More encouragingly to the likes of me is that there are also a lot of excellent modern Tiki-style drinks being concocted in non-Tiki bars today as well. In olden days, when Don and Vic rode their triceratopses to work every day, really good Tiki drinks were restricted to specialty bars. The overhead of fresh juices and exotic syrups was too much for normal pubs. But in today’s Craft environment, arrays of juices and syrups (and cocktails with lots of ingredients in small amounts) are par for the course. There is no reason that Tiki drinks should not nestle in among the other marvelous offerings in any top flight bar.
To illustrate my point, here’s a delicious concoction by the hardest working blogger in the cocktail business, Fred Yarm of Cocktail Virgin Slut and the current Guardian of Mixology Monday™. (Scheduled for release as a major motion picture by Marvel in 2023.) For his sins, Fred works a bit at the Russell House Tavern in Boston. His Tiki drink, the Mytoi Gardens sits proudly on the Russell’s extensive Craft menu, among Algonquins and modern bitter bombs like something called a Sottobosco. Here’s my take on it. Read Fred’s post for his slightly more price-friendly version.


  • 1 1/2 El Dorado 12
  • 1 fresh pineapple juice
  • 3/4 fresh lime juice
  • 1/2 Allspice dram
  • 1/4 simple syrup
  • 5 drops vanilla extract
  • 1 dash Angostura Bitters

Combine in a shaker with ice and chill thoroughly. Strain into a transparent vessel (not a Tiki mug!) filled with crushed ice. Float 3 dashes more of Angostura on top and garnish with pineapple in one or more forms.

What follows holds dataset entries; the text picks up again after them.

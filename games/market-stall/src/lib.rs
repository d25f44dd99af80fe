mod game;

pub use game::{
    MarketStall, Phase, CMD_NEXT_ROUND, EV_COIN_PAID, EV_ITEM_COLLECTED, EV_ITEM_WANTED,
    EV_PAYMENT_DUE, EV_ROUND_DONE,
};
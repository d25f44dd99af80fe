// extensions/mod.rs
//
// Optional extension modules, decoupled from the entity store.
// Systems and games opt in by creating these states.

pub mod easing;
pub mod tween;

pub use easing::{ease, ease_vec2, lerp, lerp_vec2, Easing};
pub use tween::{FinishAction, Tween, TweenId, TweenState, TweenTarget};
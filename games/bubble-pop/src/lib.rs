mod game;

pub use game::{BubblePop, EV_NEW_TARGET, EV_SCORE};
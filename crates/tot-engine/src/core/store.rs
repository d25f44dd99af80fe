use std::collections::HashMap;

use glam::Vec2;

use crate::api::types::{EntityId, EntityKind, Payload};
use crate::components::entity::{Entity, FallMotion, Lifecycle};
use crate::components::layer::Layer;
use crate::core::rng::Rng;
use crate::core::viewport::Viewport;

/// Which side of a spawn the rules picked: the thing the round is looking
/// for, or a distractor.
#[derive(Debug, Clone, Copy, PartialEq, Eq)]
pub enum SpawnClass {
    Target,
    Decoy,
}

impl SpawnClass {
    fn other(self) -> Self {
        match self {
            SpawnClass::Target => SpawnClass::Decoy,
            SpawnClass::Decoy => SpawnClass::Target,
        }
    }
}

/// Tunable spawn policy for one entity kind.
#[derive(Debug, Clone, Copy)]
pub struct SpawnRules {
    /// Cap on concurrently live entities of the kind. A spawn request at
    /// the cap is refused, not queued.
    pub max_active: usize,
    /// Probability a spawn is a target (vs. a decoy).
    pub target_ratio: f32,
    /// Longest allowed run of same-class spawns; the next spawn after a
    /// full run is forced to the opposite class.
    pub streak_limit: u32,
    /// Minimum |dx| from every live same-layer entity.
    pub min_separation: f32,
    /// Placement attempts before giving up on separation.
    pub placement_attempts: u32,
}

impl Default for SpawnRules {
    fn default() -> Self {
        Self {
            max_active: 8,
            target_ratio: 0.5,
            streak_limit: 2,
            min_separation: 80.0,
            placement_attempts: 12,
        }
    }
}

/// Fall parameters for a ruled spawn.
#[derive(Debug, Clone, Copy)]
pub struct FallSpec {
    pub duration_ms: f32,
    pub wobble_amp: f32,
    pub wobble_hz: f32,
}

/// One ruled spawn: what kind of entity, what it may carry, how it moves.
#[derive(Debug, Clone, Copy)]
pub struct SpawnRequest<'a> {
    pub kind: EntityKind,
    pub size: f32,
    pub layer: Layer,
    pub draggable: bool,
    /// Payload a target-class spawn carries.
    pub target: Payload,
    /// Payload pool a decoy-class spawn draws from. Empty pool forces
    /// every spawn to target class.
    pub decoys: &'a [Payload],
    /// Falling spawns start just above the viewport and expire just below
    /// it. Static spawns sit in the top band.
    pub fall: Option<FallSpec>,
}

/// Entity storage using a flat Vec.
/// Designed for small entity counts (a screenful, not thousands).
///
/// The store owns id assignment and the spawn sequence counter; games
/// hand in an `Entity` built with placeholders and get the real id back.
pub struct EntityStore {
    entities: Vec<Entity>,
    next_id: u32,
    next_seq: u64,
    /// Last spawn class and run length, per kind.
    streaks: HashMap<EntityKind, (SpawnClass, u32)>,
}

impl EntityStore {
    pub fn new() -> Self {
        Self {
            entities: Vec::with_capacity(64),
            next_id: 1,
            next_seq: 1,
            streaks: HashMap::new(),
        }
    }

    /// Add an entity, assigning its id and spawn sequence.
    pub fn spawn(&mut self, mut entity: Entity) -> EntityId {
        let id = EntityId(self.next_id);
        self.next_id += 1;
        entity.id = id;
        entity.seq = self.next_seq;
        self.next_seq += 1;
        self.entities.push(entity);
        id
    }

    /// Spawn under the rules: refuse at the cap, pick target or decoy with
    /// the anti-streak guard, place along x away from live neighbors.
    /// Returns None when the cap refuses the spawn.
    pub fn spawn_ruled(
        &mut self,
        req: &SpawnRequest,
        rules: &SpawnRules,
        vp: &Viewport,
        rng: &mut Rng,
        now_ms: f64,
    ) -> Option<EntityId> {
        if self.count_live(req.kind) >= rules.max_active {
            return None;
        }

        let class = self.pick_class(req.kind, req.decoys.is_empty(), rules, rng);
        let payload = match class {
            SpawnClass::Target => req.target,
            SpawnClass::Decoy => req.decoys[rng.next_int(req.decoys.len() as u32) as usize],
        };

        let x = self.place_x(req.size, req.layer, rules, vp, rng);
        let mut entity = Entity::new(req.kind)
            .with_size(req.size)
            .with_layer(req.layer)
            .with_payload(payload);
        if req.draggable {
            entity = entity.draggable();
        }

        match req.fall {
            Some(fall) => {
                let start = Vec2::new(x, -req.size);
                entity = entity.with_pos(start).with_fall(FallMotion {
                    start,
                    end_y: vp.height + req.size,
                    duration_ms: fall.duration_ms,
                    started_ms: now_ms,
                    wobble_amp: fall.wobble_amp,
                    wobble_hz: fall.wobble_hz,
                    wobble_phase: rng.next_f32() * std::f32::consts::TAU,
                });
            }
            None => {
                entity = entity.with_pos(Vec2::new(x, req.size));
            }
        }

        Some(self.spawn(entity))
    }

    fn pick_class(
        &mut self,
        kind: EntityKind,
        no_decoys: bool,
        rules: &SpawnRules,
        rng: &mut Rng,
    ) -> SpawnClass {
        let limit = rules.streak_limit.max(1);
        let forced = match self.streaks.get(&kind) {
            Some((class, run)) if *run >= limit => Some(class.other()),
            _ => None,
        };
        let mut class = forced.unwrap_or_else(|| {
            if rng.chance(rules.target_ratio) {
                SpawnClass::Target
            } else {
                SpawnClass::Decoy
            }
        });
        if no_decoys {
            class = SpawnClass::Target;
        }

        match self.streaks.get_mut(&kind) {
            Some((last, run)) if *last == class => *run += 1,
            _ => {
                self.streaks.insert(kind, (class, 1));
            }
        }
        class
    }

    fn place_x(
        &self,
        size: f32,
        layer: Layer,
        rules: &SpawnRules,
        vp: &Viewport,
        rng: &mut Rng,
    ) -> f32 {
        let margin = size;
        let lo = margin;
        let hi = (vp.width - margin).max(lo + 1.0);
        let mut x = rng.range_f32(lo, hi);
        for attempt in 0..rules.placement_attempts {
            let clear = self
                .entities
                .iter()
                .filter(|e| e.layer == layer && e.state != Lifecycle::Exploding)
                .all(|e| (e.pos.x - x).abs() >= rules.min_separation);
            if clear {
                return x;
            }
            if attempt + 1 == rules.placement_attempts {
                log::debug!("spawn placement fell back after {} attempts", rules.placement_attempts);
            }
            x = rng.range_f32(lo, hi);
        }
        x
    }

    /// Remove an entity by id. Returns the removed entity if found.
    pub fn despawn(&mut self, id: EntityId) -> Option<Entity> {
        if let Some(idx) = self.entities.iter().position(|e| e.id == id) {
            Some(self.entities.swap_remove(idx))
        } else {
            None
        }
    }

    /// Get a reference to an entity by id.
    pub fn get(&self, id: EntityId) -> Option<&Entity> {
        self.entities.iter().find(|e| e.id == id)
    }

    /// Get a mutable reference to an entity by id.
    pub fn get_mut(&mut self, id: EntityId) -> Option<&mut Entity> {
        self.entities.iter_mut().find(|e| e.id == id)
    }

    /// Iterate over all entities.
    pub fn iter(&self) -> impl Iterator<Item = &Entity> {
        self.entities.iter()
    }

    /// Iterate over all entities mutably.
    pub fn iter_mut(&mut self) -> impl Iterator<Item = &mut Entity> {
        self.entities.iter_mut()
    }

    /// Iterate over entities still in play (not held, returning or bursting).
    pub fn active(&self) -> impl Iterator<Item = &Entity> {
        self.entities.iter().filter(|e| e.state == Lifecycle::Active)
    }

    /// Mutable variant of [`active`](Self::active).
    pub fn active_mut(&mut self) -> impl Iterator<Item = &mut Entity> {
        self.entities
            .iter_mut()
            .filter(|e| e.state == Lifecycle::Active)
    }

    /// Live entities of a kind (everything that has not burst yet).
    pub fn count_live(&self, kind: EntityKind) -> usize {
        self.entities
            .iter()
            .filter(|e| e.kind == kind && e.state != Lifecycle::Exploding)
            .count()
    }

    /// Oldest active entity of a kind, by spawn order. Stable while newer
    /// entities churn, which keeps hint targets from jumping around.
    pub fn oldest_of_kind(&self, kind: EntityKind) -> Option<&Entity> {
        self.entities
            .iter()
            .filter(|e| e.kind == kind && e.state == Lifecycle::Active)
            .min_by_key(|e| e.seq)
    }

    /// Oldest active entity carrying exactly `payload`.
    pub fn find_payload(&self, payload: Payload) -> Option<&Entity> {
        self.entities
            .iter()
            .filter(|e| e.payload() == Some(payload) && e.state == Lifecycle::Active)
            .min_by_key(|e| e.seq)
    }

    /// Number of entities in the store.
    pub fn len(&self) -> usize {
        self.entities.len()
    }

    /// Whether the store is empty.
    pub fn is_empty(&self) -> bool {
        self.entities.is_empty()
    }

    /// Clear all entities and streak history. Id assignment keeps counting.
    pub fn clear(&mut self) {
        self.entities.clear();
        self.streaks.clear();
    }
}

impl Default for EntityStore {
    fn default() -> Self {
        Self::new()
    }
}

As I told Fred as soon as I tried my first shot at the Mytoi Gardens, this is one big-time, old school Tiki drink. Sweet though it may be, the undeniably exotic notes of the vanilla and the allspice, along with the redolent… demeraraness… of the El Dorado combine to provide that uniquely Tiki experience: a slightly disorienting, slightly transporting melange of flavors that provides a unique escape hatch all its own.

Tiki Drink: Tropical Morn

Tropical Morn comes from a drink called simply the Coffee-Pineapple Daiquiri by Tiare of A Mountain of Crushed Ice, and modified to fit my available ingredients and my wife’s tastes. Tiare dashed this little ditty off as part of her review of St. Aubin rums, which I (of course) can’t get here, in this case their coffee-flavored rum. But since I have managed to acquire a bottle of Brinely Gold’s Shipwreck Coffee, which is the only such rum currently available in the US, I thought this would be a good starting spot for experimenting.

Taking her recipe and simply substituting the Shipwreck and my very strong demerara syrup resulted in a drink with a great profile, but one that was a bit too sweet for my tastes. I personally don’t like coffee, and I was pleasantly surprised to find that this is not a coffee bomb. In fact, it is not immediately obvious it is a coffee drink at all. The java and the pineapple sorta merge together to result in the elusively undefinable flavors of a good Tiki drink, in this case a sort of soft, novel spice. It is similar in character but not flavor to vanilla.

But the sweetness detracted from the concoction, so I backed off the quarter ounce of syrup still further, and punched up the lime just a bit to make the citrus element a little more identifiable. Then I gave it a name, since Tiare neglected to do so. The result is a difficult balancing act to make, but a worthwhile drink that is distinct from the crowd while still undeniably Tiki.


  • 2 oz. Shipwreck Coffee Rum
  • 1 oz. fresh pressed pineapple juice, unstrained
  • 3.4 oz. fresh lime juice
  • splash of 2:1 demerara syrup

Combine ingredients and shake with small ice. Pour unstrained in a small Tiki mug or lowball glass. Top with fresh ice. Garnish with a pineapple leaf construct.

(This post was edited after publication because it had the wrong frigging picture!)